There are many uses for large devices known as hyperbaric oxygen chambers in the medical field. They can be used to treat wounds and can place a human under enough pressure that oxygen can be forced directly into the tissue without the need for blood flow. A group of researchers say they have reversed the aging process in elderly people using the hyperbaric oxygen chamber.
The first of its kind study was conducted by researchers at Tel Aviv University and targeted specific cells and DNA that are linked to shorter lifespans. During the study, the researchers investigated if oxygen therapy in a pressurized environment would reverse the effects of aging in 35 people over the age of 64.
The elderly participants were placed in the chamber for 90 minutes a day, five days a week for three months. The team studied the impact on senescent cells, which are associated with tissue and organ deterioration. Researchers also measure the length of each participant’s telomere, which is a molecule linked to premature cellular aging.

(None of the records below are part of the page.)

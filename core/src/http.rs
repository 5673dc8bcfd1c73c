//! HTTP transport types for the host-does-IO pattern.
//!
//! # Design
//! These types describe HTTP requests and responses as plain data. The core
//! builds `HttpRequest` values and parses `HttpResponse` values; the host
//! plugs in a `Transport` that performs the actual round-trip. The transport
//! call is the only await point in the fetch and save paths.

use async_trait::async_trait;

use crate::error::TransportError;

/// HTTP method for a request.
#[derive(Debug, Clone, Copy, PartialEq, Eq)]
pub enum HttpMethod {
    Get,
    Post,
}

/// An HTTP request described as plain data.
#[derive(Debug, Clone, PartialEq, Eq)]
pub struct HttpRequest {
    pub method: HttpMethod,
    pub path: String,
    pub headers: Vec<(String, String)>,
    pub body: Option<String>,
}

/// An HTTP response described as plain data.
///
/// Constructed by the transport after executing an `HttpRequest`, then
/// passed to `TodoClient::parse_*` methods. Non-2xx statuses are data, not
/// transport errors.
#[derive(Debug, Clone)]
pub struct HttpResponse {
    pub status: u16,
    pub headers: Vec<(String, String)>,
    pub body: String,
}

/// Executes one HTTP round-trip on behalf of the core.
///
/// Implementations return `Err` only when no response was obtained at all
/// (connection refused, DNS failure, ...).
#[async_trait]
pub trait Transport: Send + Sync {
    async fn execute(&self, request: HttpRequest) -> Result<HttpResponse, TransportError>;
}
use std::{cmp::Ordering, sync::Arc};

use axum::{
    extract::{Query, State},
    http::StatusCode,
    routing::get,
    Json, Router,
};
use serde::{Deserialize, Serialize};
use tokio::{net::TcpListener, sync::RwLock};
use uuid::Uuid;

/// Page size used when `_page` is given without `_limit`.
pub const DEFAULT_PAGE_SIZE: usize = 10;

#[derive(Clone, Debug, Serialize, Deserialize)]
pub struct Todo {
    pub id: Uuid,
    pub title: String,
    pub status: bool,
}

#[derive(Deserialize)]
pub struct CreateTodo {
    pub title: String,
    #[serde(default)]
    pub status: bool,
}

/// Query parameters accepted by `GET /todos`.
#[derive(Debug, Default, Deserialize)]
pub struct ListQuery {
    pub status: Option<bool>,
    pub q: Option<String>,
    #[serde(rename = "_sort")]
    pub sort: Option<String>,
    #[serde(rename = "_order")]
    pub order: Option<String>,
    #[serde(rename = "_page")]
    pub page: Option<usize>,
    #[serde(rename = "_limit")]
    pub limit: Option<usize>,
}

#[derive(Debug, Serialize, Deserialize)]
pub struct TodoList {
    pub items: Vec<Todo>,
    pub total: usize,
}

/// Insertion-ordered so unsorted listings are stable.
pub type Db = Arc<RwLock<Vec<Todo>>>;

pub fn app() -> Router {
    let db: Db = Arc::new(RwLock::new(Vec::new()));
    Router::new()
        .route("/todos", get(list_todos).post(create_todo))
        .with_state(db)
}

pub async fn run(listener: TcpListener) -> Result<(), std::io::Error> {
    axum::serve(listener, app()).await
}

async fn list_todos(State(db): State<Db>, Query(query): Query<ListQuery>) -> Json<TodoList> {
    let todos = db.read().await;
    Json(select(&todos, &query))
}

async fn create_todo(
    State(db): State<Db>,
    Json(input): Json<CreateTodo>,
) -> (StatusCode, Json<Todo>) {
    let todo = Todo {
        id: Uuid::new_v4(),
        title: input.title,
        status: input.status,
    };
    tracing::debug!(id = %todo.id, title = %todo.title, "created todo");
    db.write().await.push(todo.clone());
    (StatusCode::CREATED, Json(todo))
}

/// Filter, then sort, then paginate. `total` counts matches before
/// pagination. Unknown sort keys leave insertion order in place.
pub fn select(todos: &[Todo], query: &ListQuery) -> TodoList {
    let needle = query.q.as_deref().map(str::to_lowercase);
    let mut matched: Vec<Todo> = todos
        .iter()
        .filter(|t| query.status.map_or(true, |s| t.status == s))
        .filter(|t| needle.as_deref().map_or(true, |n| t.title.to_lowercase().contains(n)))
        .cloned()
        .collect();

    let compare: Option<fn(&Todo, &Todo) -> Ordering> = match query.sort.as_deref() {
        Some("title") => Some(|a: &Todo, b: &Todo| a.title.cmp(&b.title)),
        Some("status") => Some(|a: &Todo, b: &Todo| a.status.cmp(&b.status)),
        _ => None,
    };
    if let Some(compare) = compare {
        matched.sort_by(compare);
        if query.order.as_deref() == Some("desc") {
            matched.reverse();
        }
    }

    let total = matched.len();
    let items = match (query.page, query.limit) {
        (None, None) => matched,
        (page, limit) => {
            let limit = limit.filter(|l| *l > 0).unwrap_or(DEFAULT_PAGE_SIZE);
            let page = page.filter(|p| *p > 0).unwrap_or(1);
            match (page - 1).checked_mul(limit) {
                Some(offset) => matched.into_iter().skip(offset).take(limit).collect(),
                None => Vec::new(),
            }
        }
    };
    TodoList { items, total }
}
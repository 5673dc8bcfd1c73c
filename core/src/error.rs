//! Error types for the todo store.
//!
//! # Design
//! `NotFound` gets a dedicated variant because callers frequently distinguish
//! "the resource does not exist" from "the server returned an unexpected
//! status." All other non-2xx responses land in `HttpError` with the raw
//! status code and body for debugging. A body that parses as JSON but lacks
//! the list envelope is `MalformedResponse`, distinct from a body that is not
//! JSON at all.

use thiserror::Error;

/// Errors returned by `TodoClient` parse methods and the fetch path.
#[derive(Debug, Error)]
pub enum ApiError {
    /// The server returned 404.
    #[error("resource not found")]
    NotFound,

    /// The server returned a non-2xx status other than 404.
    #[error("HTTP {status}: {body}")]
    HttpError { status: u16, body: String },

    /// The response was JSON but the expected envelope fields were absent.
    #[error("malformed response: {0}")]
    MalformedResponse(String),

    /// The response body could not be deserialized into the expected type.
    #[error("deserialization failed: {0}")]
    DeserializationError(String),

    /// The request payload could not be serialized to JSON.
    #[error("serialization failed: {0}")]
    SerializationError(String),

    /// No response was obtained from the transport.
    #[error(transparent)]
    Transport(#[from] TransportError),
}

/// Opaque failure reported by the host's transport.
#[derive(Debug, Error)]
#[error("transport failure: {message}")]
pub struct TransportError {
    message: String,
}

impl TransportError {
    pub fn new(message: impl Into<String>) -> Self {
        Self {
            message: message.into(),
        }
    }

    pub fn message(&self) -> &str {
        &self.message
    }
}

/// A save action that did not produce a stored todo.
#[derive(Debug, Error)]
#[error("failed to save todo: {0}")]
pub struct SaveFailure(#[from] pub ApiError);
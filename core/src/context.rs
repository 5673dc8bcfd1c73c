//! Read/write access to the store's state, handed to the service layer.
//!
//! # Design
//! The state lives in a `tokio::sync::watch` channel. `set` applies a
//! `StatePatch` inside `send_modify`, so every subscriber sees the patch as
//! one committed snapshot. `items` and `total` travel together in
//! `StatePatch::page`, which keeps them from ever being set independently.

use std::sync::Arc;

use tokio::sync::watch;

use crate::types::{FilterSortState, TodoCollectionState, TodoPage};

/// A partial update to `TodoCollectionState`. `None` fields are left as is.
#[derive(Debug, Clone, Default, PartialEq, Eq)]
pub struct StatePatch {
    pub fetching: Option<bool>,
    pub page: Option<TodoPage>,
    pub filter: Option<FilterSortState>,
}

impl StatePatch {
    pub fn fetching(fetching: bool) -> Self {
        Self {
            fetching: Some(fetching),
            ..Self::default()
        }
    }

    pub fn loaded(page: TodoPage) -> Self {
        Self {
            fetching: Some(false),
            page: Some(page),
            ..Self::default()
        }
    }

    fn apply(self, state: &mut TodoCollectionState) {
        if let Some(fetching) = self.fetching {
            state.fetching = fetching;
        }
        if let Some(page) = self.page {
            state.items = page.items;
            state.total = page.total;
        }
        if let Some(filter) = self.filter {
            state.filter = filter;
        }
    }
}

/// Shared handle over the store's state. Clones observe the same state.
#[derive(Debug, Clone)]
pub struct StateContext {
    tx: Arc<watch::Sender<TodoCollectionState>>,
}

impl StateContext {
    pub fn new(initial: TodoCollectionState) -> Self {
        let (tx, _rx) = watch::channel(initial);
        Self { tx: Arc::new(tx) }
    }

    /// Snapshot of the last committed state.
    pub fn get(&self) -> TodoCollectionState {
        self.tx.borrow().clone()
    }

    /// Read one projection of the state without cloning the rest.
    pub fn with<R>(&self, f: impl FnOnce(&TodoCollectionState) -> R) -> R {
        f(&self.tx.borrow())
    }

    pub fn set(&self, patch: StatePatch) {
        self.tx.send_modify(|state| patch.apply(state));
    }

    pub fn subscribe(&self) -> watch::Receiver<TodoCollectionState> {
        self.tx.subscribe()
    }
}

impl Default for StateContext {
    fn default() -> Self {
        Self::new(TodoCollectionState::default())
    }
}
use tokio::net::TcpListener;
use tracing_subscriber::EnvFilter;

#[tokio::main]
async fn main() -> Result<(), std::io::Error> {
    tracing_subscriber::fmt()
        .with_env_filter(EnvFilter::try_from_default_env().unwrap_or_else(|_| EnvFilter::new("info")))
        .init();

    let port = std::env::var("PORT").unwrap_or_else(|_| "3000".to_string());
    let addr = format!("127.0.0.1:{port}");
    let listener = TcpListener::bind(&addr).await?;
    tracing::info!(%addr, "listening");
    mock_server::run(listener).await
}
//! The error type shared by all fallible operations in the crate.

/// Error in constructing a quadrature rule for a cut element.
///
/// Every error is fatal to the current element's rule construction.
/// The computation is deterministic, so retrying with the same inputs
/// gives the same result; what to do with a failed element
/// (propagate, skip, log) is up to the caller's element loop.
#[derive(thiserror::Error, Debug, Clone, PartialEq, Eq)]
pub enum CutError {
    /// A polytope or input slice did not have the size or dimension
    /// the operation requires.
    #[error("Invalid argument: {0}")]
    InvalidArgument(String),
    /// The element or reference shape is not a triangle or tetrahedron.
    #[error("Unsupported shape: {0}")]
    Unsupported(String),
    /// A combinatorial case or measure computation that has no implementation.
    #[error("Not implemented: {0}")]
    NotImplemented(String),
    /// Cutting produced an interface facet of unexpected size.
    #[error("Bad topology: {0}")]
    BadTopology(String),
    /// An operation was called in the wrong state,
    /// or sub-simplices produced reference rules of different sizes.
    #[error("Bad state: {0}")]
    BadState(String),
    /// The axis-alignment shortcut used to compute the interface normal
    /// does not hold for the given simplex.
    #[error("Assumption violated: {0}")]
    AssumptionViolated(String),
}
impl ReferenceQuadrature for GaussRules {
    fn rule(&self, shape: SimplexShape, order: usize) -> IntegrationRule {
        // a Gauss-Legendre rule with n points is exact up to degree 2n - 1,
        // so a polynomial of degree m needs (m + 2) / 2 points
        let points_for_degree = |degree: usize| (degree + 2) / 2;

        match shape {
            SimplexShape::Segment => unit_interval_rule(points_for_degree(order))
                .map(|(x, w)| QuadraturePoint::new(Vec3::new(x, 0., 0.), w))
                .collect(),
            SimplexShape::Triangle => {
                // the Jacobian (1 - u) adds one degree in u
                let u_rule: Vec<_> = unit_interval_rule(points_for_degree(order + 1)).collect();
                let v_rule: Vec<_> = unit_interval_rule(points_for_degree(order)).collect();

                let mut rule = IntegrationRule::with_capacity(u_rule.len() * v_rule.len());
                for &(u, wu) in &u_rule {
                    for &(v, wv) in &v_rule {
                        let point = Vec3::new(u, v * (1. - u), 0.);
                        rule.push(QuadraturePoint::new(point, wu * wv * (1. - u)));
                    }
                }
                rule
            }
            SimplexShape::Tetrahedron => {
                // Jacobian (1 - u)^2 (1 - v)
                let u_rule: Vec<_> = unit_interval_rule(points_for_degree(order + 2)).collect();
                let v_rule: Vec<_> = unit_interval_rule(points_for_degree(order + 1)).collect();
                let w_rule: Vec<_> = unit_interval_rule(points_for_degree(order)).collect();

                let mut rule =
                    IntegrationRule::with_capacity(u_rule.len() * v_rule.len() * w_rule.len());
                for &(u, wu) in &u_rule {
                    for &(v, wv) in &v_rule {
                        for &(w, ww) in &w_rule {
                            let point = Vec3::new(u, v * (1. - u), w * (1. - u) * (1. - v));
                            let weight = wu * wv * ww * (1. - u).powi(2) * (1. - v);
                            rule.push(QuadraturePoint::new(point, weight));
                        }
                    }
                }
                rule
            }
        }
    }
}

/// A point of a Gauss-Legendre rule on the interval `[-1, 1]`.
#[derive(Clone, Copy, Debug, PartialEq)]
pub struct GLPoint {
    /// Integration weight.
    pub weight: f64,
    /// Location of the point in `[-1, 1]`.
    pub abscissa: f64,
}

/// Compute the `n`-point Gauss-Legendre rule on `[-1, 1]`,
/// exact for polynomials of degree `2n - 1` or less.
///
/// The abscissae are the roots of the Legendre polynomial `P_n`,
/// found with Newton's method, and are returned in ascending order.
pub fn gauss_legendre(n: usize) -> Vec<GLPoint> {
    let mut points: Vec<GLPoint> = (0..n)
        .map(|i| {
            // initial guess close to the i-th root, counting down from 1
            let mut x =
                f64::cos(std::f64::consts::PI * (i as f64 + 0.75) / (n as f64 + 0.5));
            for _ in 0..100 {
                let (p, dp) = legendre_with_derivative(n, x);
                let dx = p / dp;
                x -= dx;
                if dx.abs() < 1e-15 {
                    break;
                }
            }
            let (_, dp) = legendre_with_derivative(n, x);
            GLPoint {
                weight: 2. / ((1. - x * x) * dp * dp),
                abscissa: x,
            }
        })
        .collect();
    points.reverse();
    points
}

/// Evaluate the Legendre polynomial `P_n` and its derivative at `x`
/// using the three-term recurrence.
fn legendre_with_derivative(n: usize, x: f64) -> (f64, f64) {
    let mut p_prev = 1.;
    let mut p = x;
    for k in 2..=n {
        let k = k as f64;
        let p_next = ((2. * k - 1.) * x * p - (k - 1.) * p_prev) / k;
        p_prev = p;
        p = p_next;
    }
    let dp = n as f64 * (x * p - p_prev) / (x * x - 1.);
    (p, dp)
}

/// Gauss-Legendre rule with `n` points rescaled to the interval `[0, 1]`,
/// as (abscissa, weight) pairs.
fn unit_interval_rule(n: usize) -> impl Iterator<Item = (f64, f64)> {
    gauss_legendre(n)
        .into_iter()
        .map(|p| ((1. + p.abscissa) / 2., p.weight / 2.))
}
//! Slotkeep Persistence Pipeline
//!
//! This crate saves game-state blobs into numbered slots without ever
//! leaving a slot half-written. Each save snapshots the current data,
//! writes the new data, and puts the snapshot back if the write fails.
//!
//! # Features
//!
//! - **Backup and rescue**: every save is preceded by a backup of the slot
//! - **Background compression**: deflate + base64 on a bounded worker pool
//!   with request/reply correlation and per-request timeouts
//! - **Two storage media**: one file per slot, or a namespaced key-value store
//! - **Slot index**: title, timestamp and size of every committed slot
//!
//! # Examples
//!
//! ```no_run
//! use slotkeep_core::{SlotId, SlotkeepConfig};
//! use slotkeep_persist::SaveCoordinator;
//!
//! #[tokio::main]
//! async fn main() -> anyhow::Result<()> {
//!     let config = SlotkeepConfig::load(None)?;
//!     let saves = SaveCoordinator::from_config(&config, None);
//!
//!     let slot = SlotId::new(1)?;
//!     let outcome = saves.save(slot, r#"{"gold":120}"#, None).await;
//!     println!("Slot {} {}", slot, outcome.state);
//!
//!     let blob = saves.load_game(slot).await?;
//!     println!("Loaded {:?}", blob);
//!     Ok(())
//! }
//! ```

pub mod backup;
pub mod codec;
pub mod compression;
pub mod coordinator;
pub mod error;
pub mod index;
pub mod storage;

// Re-export commonly used types
pub use backup::BackupManager;
pub use codec::COMPRESSION_LEVEL;
pub use compression::{CompressionHandle, CompressionService, CorrelationTable};
pub use coordinator::{
    BlobSource, Persister, SaveCoordinator, SaveNotifier, SaveOutcome, SaveState,
};
pub use error::{CompressionError, Error, Result};
pub use index::{GlobalIndex, SlotInfo};
pub use storage::{
    Address, Backend, FilesystemBackend, JsonFileKvStore, KeyValueBackend, KeyValueStore,
    MemoryKvStore, SlotAddresses, StorageBackend,
};

/// Library version.
pub const VERSION: &str = env!("CARGO_PKG_VERSION");

#[cfg(test)]
mod tests {
    use super::*;
    use crate::storage::{FILE_BACKUP_SUFFIX, KEY_BACKUP_SUFFIX};

    #[test]
    fn test_version() {
        assert!(!VERSION.is_empty());
    }

    #[test]
    fn test_compression_level() {
        assert_eq!(COMPRESSION_LEVEL, 1);
    }

    #[test]
    fn test_backup_suffixes() {
        assert_eq!(FILE_BACKUP_SUFFIX, ".bak");
        assert_eq!(KEY_BACKUP_SUFFIX, "bak");
    }
}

Researchers found that the telomeres had enlarged by an average length of 20 percent while the senescent cells decreased by up to 37 percent by the end of the trial. According to the team of scientists, that’s the equivalent of being 25 years younger. Participants in the trial weren’t required to change their lifestyle, diet, or medications, all things that have been proven in the past to impact a person’s biological age.
Researchers, including doctors from the Shamir Medical Center, believed that the pressurized chamber triggered brief oxygen shortages, causing cell regeneration. The team says it’s remarkable that they achieved such significant telomere elongation in only three months of therapy.